#### DIRECTIONS FOR THIS TASK:
Reproduce each line from the first in the data through the line that contains "pub struct Dx11Device" exactly; give nothing else.

⁂

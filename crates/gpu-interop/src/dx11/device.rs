//! D3D11 device used to create and copy shared textures.

use std::time::{Duration, Instant};

use anyhow::{anyhow, Context, Result};
use windows::Win32::Foundation::HMODULE;
use windows::Win32::Graphics::Direct3D::{
    D3D_DRIVER_TYPE, D3D_DRIVER_TYPE_HARDWARE, D3D_DRIVER_TYPE_WARP, D3D_FEATURE_LEVEL_11_0,
};
use windows::Win32::Graphics::Direct3D11::{
    D3D11CreateDevice, ID3D11Device, ID3D11DeviceContext, ID3D11Query,
    D3D11_CREATE_DEVICE_BGRA_SUPPORT, D3D11_QUERY_DESC, D3D11_QUERY_EVENT, D3D11_SDK_VERSION,
};
use tracing::{debug, warn};

/// Upper bound on [`Dx11Device::wait_idle`].
const GPU_WAIT_TIMEOUT: Duration = Duration::from_millis(100);

pub struct Dx11Device {
    device: ID3D11Device,
    context: ID3D11DeviceContext,
    /// Event query ended after each copy so that copies finish before a
    /// call returns.
    fence: ID3D11Query,
}

fn create_device(
    driver: D3D_DRIVER_TYPE,
) -> windows::core::Result<(Option<ID3D11Device>, Option<ID3D11DeviceContext>)> {
    let mut device = None;
    let mut context = None;
    unsafe {
        D3D11CreateDevice(
            None,
            driver,
            HMODULE::default(),
            D3D11_CREATE_DEVICE_BGRA_SUPPORT,
            Some(&[D3D_FEATURE_LEVEL_11_0]),
            D3D11_SDK_VERSION,
            Some(&mut device as *mut _),
            None,
            Some(&mut context as *mut _),
        )?;
    }
    Ok((device, context))
}

impl Dx11Device {
    /// Hardware device with BGRA support, or WARP where no GPU is present.
    pub fn new() -> Result<Self> {
        let mut last_error = None;
        for driver in [D3D_DRIVER_TYPE_HARDWARE, D3D_DRIVER_TYPE_WARP] {
            match create_device(driver) {
                Ok((Some(device), Some(context))) => {
                    debug!("D3D11 device created ({driver:?})");
                    let fence = create_fence(&device)?;
                    return Ok(Self {
                        device,
                        context,
                        fence,
                    });
                }
                Ok(_) => last_error = Some(anyhow!("{driver:?} returned no device")),
                Err(e) => last_error = Some(anyhow::Error::from(e)),
            }
        }
        Err(last_error
            .unwrap_or_else(|| anyhow!("no driver type tried"))
            .context("D3D11CreateDevice failed"))
    }

    pub fn device(&self) -> &ID3D11Device {
        &self.device
    }

    pub fn context(&self) -> &ID3D11DeviceContext {
        &self.context
    }

    /// Flush and poll the fence until queued work has executed.
    pub fn wait_idle(&self) {
        let start = Instant::now();
        unsafe {
            self.context.End(&self.fence);
            self.context.Flush();
            loop {
                // S_FALSE (pending) maps to Ok; only the written flag counts.
                let mut done: u32 = 0;
                let _ = self.context.GetData(
                    &self.fence,
                    Some(&mut done as *mut u32 as *mut std::ffi::c_void),
                    std::mem::size_of::<u32>() as u32,
                    0,
                );
                if done != 0 {
                    return;
                }
                if start.elapsed() > GPU_WAIT_TIMEOUT {
                    warn!("D3D11 fence not reached after {GPU_WAIT_TIMEOUT:?}");
                    return;
                }
                std::thread::yield_now();
            }
        }
    }
}

fn create_fence(device: &ID3D11Device) -> Result<ID3D11Query> {
    let desc = D3D11_QUERY_DESC {
        Query: D3D11_QUERY_EVENT,
        ..Default::default()
    };
    let mut query = None;
    unsafe { device.CreateQuery(&desc, Some(&mut query as *mut _)) }.context("CreateQuery(EVENT)")?;
    query.context("CreateQuery returned no query")
}
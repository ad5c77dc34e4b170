//! `tracing` subscriber setup for binaries and tests.

use tracing_subscriber::EnvFilter;

/// Filter variable checked before `RUST_LOG`.
pub const ENV_LOG: &str = "TEXSHARE_LOG";

fn env_filter() -> EnvFilter {
    EnvFilter::try_from_env(ENV_LOG)
        .or_else(|_| EnvFilter::try_from_default_env())
        .unwrap_or_else(|_| EnvFilter::new("info"))
}

/// Install a formatting subscriber. Does nothing if one is already installed.
pub fn init_tracing() {
    let _ = tracing_subscriber::fmt()
        .with_env_filter(env_filter())
        .try_init();
}

/// Like [`init_tracing`], writing through the test harness's capture.
pub fn init_test_tracing() {
    let _ = tracing_subscriber::fmt()
        .with_env_filter(env_filter())
        .with_test_writer()
        .try_init();
}
use std::sync::Arc;

use gpu_interop::{ApiKind, InteropBackend, InteropSession};
use texshare_registry::{ProcessIdentity, SenderRegistry};
use tracing::info;

use crate::config::Config;
use crate::error::Result;
use crate::receiver::ReceiverSession;
use crate::sender::SenderSession;

/// One open registry plus the configuration sessions are created with.
///
/// Senders and receivers made from the same context share the registry
/// handle; each gets its own [`InteropSession`] over the backend it is given.
pub struct Context {
    config: Config,
    registry: Arc<SenderRegistry>,
}

impl Context {
    pub fn new(config: Config) -> Result<Self> {
        Self::with_identity(config, ProcessIdentity::current())
    }

    /// Open the registry acting as `identity` rather than the calling process.
    pub fn with_identity(config: Config, identity: ProcessIdentity) -> Result<Self> {
        let registry = SenderRegistry::open_with(config.registry.clone(), identity)?;
        info!(
            "texshare registry {:?} open ({} slots)",
            config.registry.segment_name,
            registry.max_senders()
        );
        Ok(Self {
            config,
            registry: Arc::new(registry),
        })
    }

    pub fn config(&self) -> &Config {
        &self.config
    }

    pub fn registry(&self) -> &Arc<SenderRegistry> {
        &self.registry
    }

    fn interop(&self, backend: Box<dyn InteropBackend>) -> InteropSession {
        InteropSession::new(backend, self.config.interop_policy.clone())
    }

    /// An unbound sender publishing through `backend`.
    pub fn sender(&self, backend: Box<dyn InteropBackend>) -> SenderSession {
        SenderSession::new(self.registry.clone(), self.interop(backend))
    }

    /// An unbound receiver that opens senders' textures for `api`.
    pub fn receiver(&self, backend: Box<dyn InteropBackend>, api: ApiKind) -> ReceiverSession {
        ReceiverSession::new(self.registry.clone(), self.interop(backend), api)
    }

    /// Names of live senders.
    pub fn senders(&self) -> Vec<String> {
        self.registry.enumerate()
    }
}

/// The native backend for this platform: D3D11 on Windows, Metal on macOS,
/// host memory elsewhere.
pub fn default_backend() -> anyhow::Result<Box<dyn InteropBackend>> {
    #[cfg(target_os = "windows")]
    {
        Ok(Box::new(gpu_interop::Dx11Backend::new()?))
    }
    #[cfg(target_os = "macos")]
    {
        Ok(Box::new(gpu_interop::MetalBackend::new()?))
    }
    #[cfg(not(any(target_os = "windows", target_os = "macos")))]
    {
        Ok(Box::new(gpu_interop::HostBackend::new()))
    }
}
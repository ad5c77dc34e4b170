//! Host-memory backend.
//!
//! Textures live in process memory and share handles are keys into a
//! process-wide table, so handles are only meaningful inside the process that
//! created them. Bindings for other API kinds alias the same surface. This is
//! the backend used on platforms without a GPU path and in tests.

use std::collections::HashMap;
use std::fmt;
use std::sync::atomic::{AtomicU64, Ordering};
use std::sync::Arc;

use anyhow::{bail, Result};
use once_cell::sync::Lazy;
use parking_lot::{Mutex, RwLock};
use tracing::debug;

use crate::backend::InteropBackend;
use crate::format::ApiKind;
use crate::frame::{copy_rows, FrameBuffer, FrameBufferMut, FrameSource, FrameTarget};
use crate::texture::{RawTexture, TextureDesc};

pub type HostSurfaceRef = Arc<RwLock<HostSurface>>;

/// Tightly packed pixels plus their description.
pub struct HostSurface {
    desc: TextureDesc,
    pixels: Vec<u8>,
    locked: bool,
}

impl HostSurface {
    pub(crate) fn allocate(desc: TextureDesc) -> Option<HostSurfaceRef> {
        let len = desc.image_bytes()?;
        Some(Arc::new(RwLock::new(Self {
            desc,
            pixels: vec![0; len],
            locked: false,
        })))
    }

    pub fn desc(&self) -> TextureDesc {
        self.desc
    }

    pub fn pixels(&self) -> &[u8] {
        &self.pixels
    }

    #[cfg(target_os = "macos")]
    pub(crate) fn pixels_mut(&mut self) -> &mut [u8] {
        &mut self.pixels
    }
}

impl fmt::Debug for HostSurface {
    fn fmt(&self, f: &mut fmt::Formatter<'_>) -> fmt::Result {
        f.debug_struct("HostSurface")
            .field("desc", &self.desc)
            .field("locked", &self.locked)
            .finish()
    }
}

static SHARED: Lazy<Mutex<HashMap<u64, HostSurfaceRef>>> = Lazy::new(Default::default);
static NEXT_HANDLE: AtomicU64 = AtomicU64::new(1);

fn host_surface(texture: &RawTexture) -> Result<&HostSurfaceRef> {
    match texture {
        RawTexture::Host(surface) => Ok(surface),
        other => bail!("host backend cannot access {other:?}"),
    }
}

/// Host-memory [`InteropBackend`].
#[derive(Default)]
pub struct HostBackend {
    /// Handles published by this backend, removed from the table on release.
    published: HashMap<u64, HostSurfaceRef>,
}

impl HostBackend {
    pub fn new() -> Self {
        Self::default()
    }

    /// Number of surfaces this backend currently publishes.
    pub fn published_count(&self) -> usize {
        self.published.len()
    }
}

impl InteropBackend for HostBackend {
    fn as_any(&self) -> &dyn std::any::Any {
        self
    }

    fn as_any_mut(&mut self) -> &mut dyn std::any::Any {
        self
    }

    fn api_kind(&self) -> ApiKind {
        ApiKind::Host
    }

    fn supports(&self, _api: ApiKind) -> bool {
        true
    }

    fn create_shared(&mut self, desc: &TextureDesc) -> Result<(RawTexture, u64)> {
        let Some(surface) = HostSurface::allocate(*desc) else {
            bail!("no texel size known for {}", desc.format);
        };
        let handle = NEXT_HANDLE.fetch_add(1, Ordering::Relaxed);
        SHARED.lock().insert(handle, surface.clone());
        self.published.insert(handle, surface.clone());
        debug!("host surface {handle} created ({}x{})", desc.width, desc.height);
        Ok((RawTexture::Host(surface), handle))
    }

    fn open_shared(
        &mut self,
        creator: ApiKind,
        handle: u64,
        desc: &TextureDesc,
        _api: ApiKind,
    ) -> Result<RawTexture> {
        if creator != ApiKind::Host {
            bail!("host backend cannot open {creator} share handles");
        }
        let Some(surface) = SHARED.lock().get(&handle).cloned() else {
            bail!("unknown host share handle {handle}");
        };
        let found = surface.read().desc;
        if found != *desc {
            bail!("share handle {handle} holds {found:?}, expected {desc:?}");
        }
        Ok(RawTexture::Host(surface))
    }

    fn copy_in(
        &mut self,
        dst: &RawTexture,
        desc: &TextureDesc,
        src: &FrameBuffer<'_>,
    ) -> Result<()> {
        let dst = host_surface(dst)?;
        let row = desc.row_bytes().unwrap_or(0);
        let height = desc.height as usize;
        match &src.source {
            FrameSource::Bytes(bytes) => {
                let mut dst = dst.write();
                copy_rows(bytes, src.stride, &mut dst.pixels, row, row, height, src.invert);
            }
            FrameSource::Texture(texture) => {
                let from = host_surface(texture.raw())?;
                if Arc::ptr_eq(from, dst) {
                    if src.invert {
                        let mut surface = dst.write();
                        let copy = surface.pixels.clone();
                        copy_rows(&copy, row, &mut surface.pixels, row, row, height, true);
                    }
                    return Ok(());
                }
                let from = from.read();
                let mut dst = dst.write();
                copy_rows(&from.pixels, row, &mut dst.pixels, row, row, height, src.invert);
            }
        }
        Ok(())
    }

    fn copy_out(
        &mut self,
        src: &RawTexture,
        desc: &TextureDesc,
        dst: &mut FrameBufferMut<'_>,
    ) -> Result<()> {
        let src_surface = host_surface(src)?;
        let row = desc.row_bytes().unwrap_or(0);
        let height = desc.height as usize;
        let (stride, invert) = (dst.stride, dst.invert);
        match &mut dst.target {
            FrameTarget::Bytes(bytes) => {
                let from = src_surface.read();
                copy_rows(&from.pixels, row, bytes, stride, row, height, invert);
            }
            FrameTarget::Texture(texture) => {
                let to = host_surface(texture.raw())?;
                if Arc::ptr_eq(src_surface, to) {
                    bail!("copy_out source and destination are the same surface");
                }
                let from = src_surface.read();
                let mut to = to.write();
                copy_rows(&from.pixels, row, &mut to.pixels, row, row, height, invert);
            }
        }
        Ok(())
    }

    fn lock(&mut self, texture: &RawTexture) -> Result<()> {
        let mut surface = host_surface(texture)?.write();
        if surface.locked {
            bail!("surface is already locked");
        }
        surface.locked = true;
        Ok(())
    }

    fn unlock(&mut self, texture: &RawTexture) {
        if let Ok(surface) = host_surface(texture) {
            surface.write().locked = false;
        }
    }

    fn release(&mut self, texture: RawTexture) {
        let Ok(surface) = host_surface(&texture) else {
            return;
        };
        let handle = self
            .published
            .iter()
            .find(|(_, published)| Arc::ptr_eq(published, surface))
            .map(|(handle, _)| *handle);
        if let Some(handle) = handle {
            self.published.remove(&handle);
            SHARED.lock().remove(&handle);
            debug!("host surface {handle} released");
        }
    }
}

impl Drop for HostBackend {
    fn drop(&mut self) {
        let mut shared = SHARED.lock();
        for handle in self.published.keys() {
            shared.remove(handle);
        }
    }
}

#[cfg(test)]
mod tests {
    use super::*;
    use crate::format::PixelFormat;

    fn desc() -> TextureDesc {
        TextureDesc::new(2, 2, PixelFormat::Bgra8Unorm)
    }

    #[test]
    fn handles_resolve_until_released() {
        let mut creator = HostBackend::new();
        let mut opener = HostBackend::new();
        let (texture, handle) = creator.create_shared(&desc()).unwrap();

        assert!(opener
            .open_shared(ApiKind::Host, handle, &desc(), ApiKind::OpenGl)
            .is_ok());

        creator.release(texture);
        assert_eq!(creator.published_count(), 0);
        assert!(opener
            .open_shared(ApiKind::Host, handle, &desc(), ApiKind::OpenGl)
            .is_err());
    }

    #[test]
    fn mismatched_description_is_refused() {
        let mut backend = HostBackend::new();
        let (_texture, handle) = backend.create_shared(&desc()).unwrap();
        let other = TextureDesc::new(4, 4, PixelFormat::Bgra8Unorm);
        assert!(backend
            .open_shared(ApiKind::Host, handle, &other, ApiKind::Host)
            .is_err());
    }

    #[test]
    fn dropping_the_backend_withdraws_its_handles() {
        let handle = {
            let mut backend = HostBackend::new();
            backend.create_shared(&desc()).unwrap().1
        };
        let mut opener = HostBackend::new();
        assert!(opener
            .open_shared(ApiKind::Host, handle, &desc(), ApiKind::Host)
            .is_err());
    }

    #[test]
    fn double_lock_fails() {
        let mut backend = HostBackend::new();
        let (texture, _) = backend.create_shared(&desc()).unwrap();
        backend.lock(&texture).unwrap();
        assert!(backend.lock(&texture).is_err());
        backend.unlock(&texture);
        assert!(backend.lock(&texture).is_ok());
    }
}
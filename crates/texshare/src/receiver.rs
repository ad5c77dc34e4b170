//! Consumer side: follows one sender by name and copies its frames out.

use std::sync::Arc;

use gpu_interop::{ApiKind, FrameBufferMut, InteropSession, LocalTexture};
use texshare_registry::{RegistryError, SenderEntry, SenderRegistry};
use tracing::{debug, info};

use crate::error::{Error, Result};

/// Which sender [`ReceiverSession::bind`] connects to.
#[derive(Debug, Clone, PartialEq, Eq)]
pub enum SenderTarget {
    Named(String),
    /// Whatever the registry's active sender is at bind time.
    Active,
}

impl From<&str> for SenderTarget {
    fn from(name: &str) -> Self {
        SenderTarget::Named(name.to_string())
    }
}

/// Outcome of one [`ReceiverSession::receive_frame`] call.
#[derive(Debug, Clone, Copy, PartialEq, Eq)]
pub enum ReceiveStatus {
    /// The frame buffer holds the sender's current texture.
    Delivered,
    /// The sender changed size or format. Nothing was copied; the receiver is
    /// already bound to the new texture.
    SizeChanged,
    /// The sender unregistered or its process died. The receiver is unbound.
    SenderGone,
}

#[derive(Debug, Clone, Copy, PartialEq, Eq)]
pub enum ReceiverState {
    Unbound,
    Bound,
    Released,
}

struct Binding {
    entry: SenderEntry,
    texture: LocalTexture,
}

/// Reads a sender's texture through this process's graphics API.
///
/// Receivers never write to the registry; dropping one only releases its
/// interop bindings.
pub struct ReceiverSession {
    registry: Arc<SenderRegistry>,
    interop: InteropSession,
    api: ApiKind,
    state: ReceiverState,
    binding: Option<Binding>,
}

impl ReceiverSession {
    pub fn new(registry: Arc<SenderRegistry>, interop: InteropSession, api: ApiKind) -> Self {
        Self {
            registry,
            interop,
            api,
            state: ReceiverState::Unbound,
            binding: None,
        }
    }

    pub fn state(&self) -> ReceiverState {
        self.state
    }

    pub fn api(&self) -> ApiKind {
        self.api
    }

    /// The sender as of the last successful bind or rebind.
    pub fn bound_entry(&self) -> Option<&SenderEntry> {
        self.binding.as_ref().map(|b| &b.entry)
    }

    /// The sender's texture as opened for this receiver's API.
    pub fn texture(&self) -> Option<&LocalTexture> {
        self.binding.as_ref().map(|b| &b.texture)
    }

    /// Connect to a sender, replacing any current binding.
    pub fn bind(&mut self, target: impl Into<SenderTarget>) -> Result<SenderEntry> {
        if self.state == ReceiverState::Released {
            return Err(Error::InvalidState("bind on a released receiver".into()));
        }
        let name = match target.into() {
            SenderTarget::Named(name) => name,
            SenderTarget::Active => self
                .registry
                .get_active()?
                .ok_or_else(|| Error::NotFound(String::new()))?,
        };
        let entry = self.registry.lookup(&name)?;
        self.unbind();
        self.open(entry.clone())?;
        info!(
            "receiver bound to {name:?} ({}x{} {} for {})",
            entry.width, entry.height, entry.format, self.api
        );
        Ok(entry)
    }

    fn open(&mut self, entry: SenderEntry) -> Result<()> {
        let texture = self.interop.open_shared(
            entry.share,
            entry.width,
            entry.height,
            entry.format,
            self.api,
        )?;
        self.binding = Some(Binding { entry, texture });
        self.state = ReceiverState::Bound;
        Ok(())
    }

    fn unbind(&mut self) {
        self.binding = None;
        self.interop.close();
        if self.state == ReceiverState::Bound {
            self.state = ReceiverState::Unbound;
        }
    }

    /// Check the sender and copy its current texture into `frame`.
    ///
    /// `frame` must match the bound geometry; after
    /// [`SizeChanged`](ReceiveStatus::SizeChanged) read the new one from
    /// [`bound_entry`](Self::bound_entry).
    pub fn receive_frame(&mut self, frame: &mut FrameBufferMut<'_>) -> Result<ReceiveStatus> {
        let Some(binding) = self.binding.as_ref().filter(|_| self.state == ReceiverState::Bound)
        else {
            return Err(Error::NotBound);
        };
        let bound = binding.entry.clone();

        let current = match self.registry.lookup(&bound.name) {
            Ok(current) => current,
            Err(RegistryError::NotFound(_)) => {
                info!("sender {:?} is gone", bound.name);
                self.unbind();
                return Ok(ReceiveStatus::SenderGone);
            }
            Err(e) => return Err(e.into()),
        };

        if current != bound {
            let resized = (current.width, current.height, current.format)
                != (bound.width, bound.height, bound.format);
            debug!(
                "sender {:?} changed: {}x{} {} handle {:#x}",
                current.name, current.width, current.height, current.format, current.share.handle
            );
            self.unbind();
            self.open(current)?;
            if resized {
                return Ok(ReceiveStatus::SizeChanged);
            }
        }

        let Some(binding) = self.binding.as_ref() else {
            return Err(Error::NotBound);
        };
        match self.interop.copy_out(&binding.texture, frame) {
            Ok(()) => Ok(ReceiveStatus::Delivered),
            Err(e) => {
                let e = Error::from(e);
                if e.is_fatal() {
                    self.unbind();
                }
                Err(e)
            }
        }
    }

    /// Drop the binding for good. Safe to call more than once.
    pub fn release(&mut self) {
        if self.state != ReceiverState::Released {
            self.unbind();
            self.state = ReceiverState::Released;
        }
    }
}

impl Drop for ReceiverSession {
    fn drop(&mut self) {
        self.release();
    }
}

⁂

#### EXPECTED OUTPUT:
filename crates/gpu-interop/src/dx11/device.rs
//! D3D11 device used to create and copy shared textures.

use std::time::{Duration, Instant};

use anyhow::{anyhow, Context, Result};
use windows::Win32::Foundation::HMODULE;
use windows::Win32::Graphics::Direct3D::{
    D3D_DRIVER_TYPE, D3D_DRIVER_TYPE_HARDWARE, D3D_DRIVER_TYPE_WARP, D3D_FEATURE_LEVEL_11_0,
};
use windows::Win32::Graphics::Direct3D11::{
    D3D11CreateDevice, ID3D11Device, ID3D11DeviceContext, ID3D11Query,
    D3D11_CREATE_DEVICE_BGRA_SUPPORT, D3D11_QUERY_DESC, D3D11_QUERY_EVENT, D3D11_SDK_VERSION,
};
use tracing::{debug, warn};

/// Upper bound on [`Dx11Device::wait_idle`].
const GPU_WAIT_TIMEOUT: Duration = Duration::from_millis(100);

pub struct Dx11Device {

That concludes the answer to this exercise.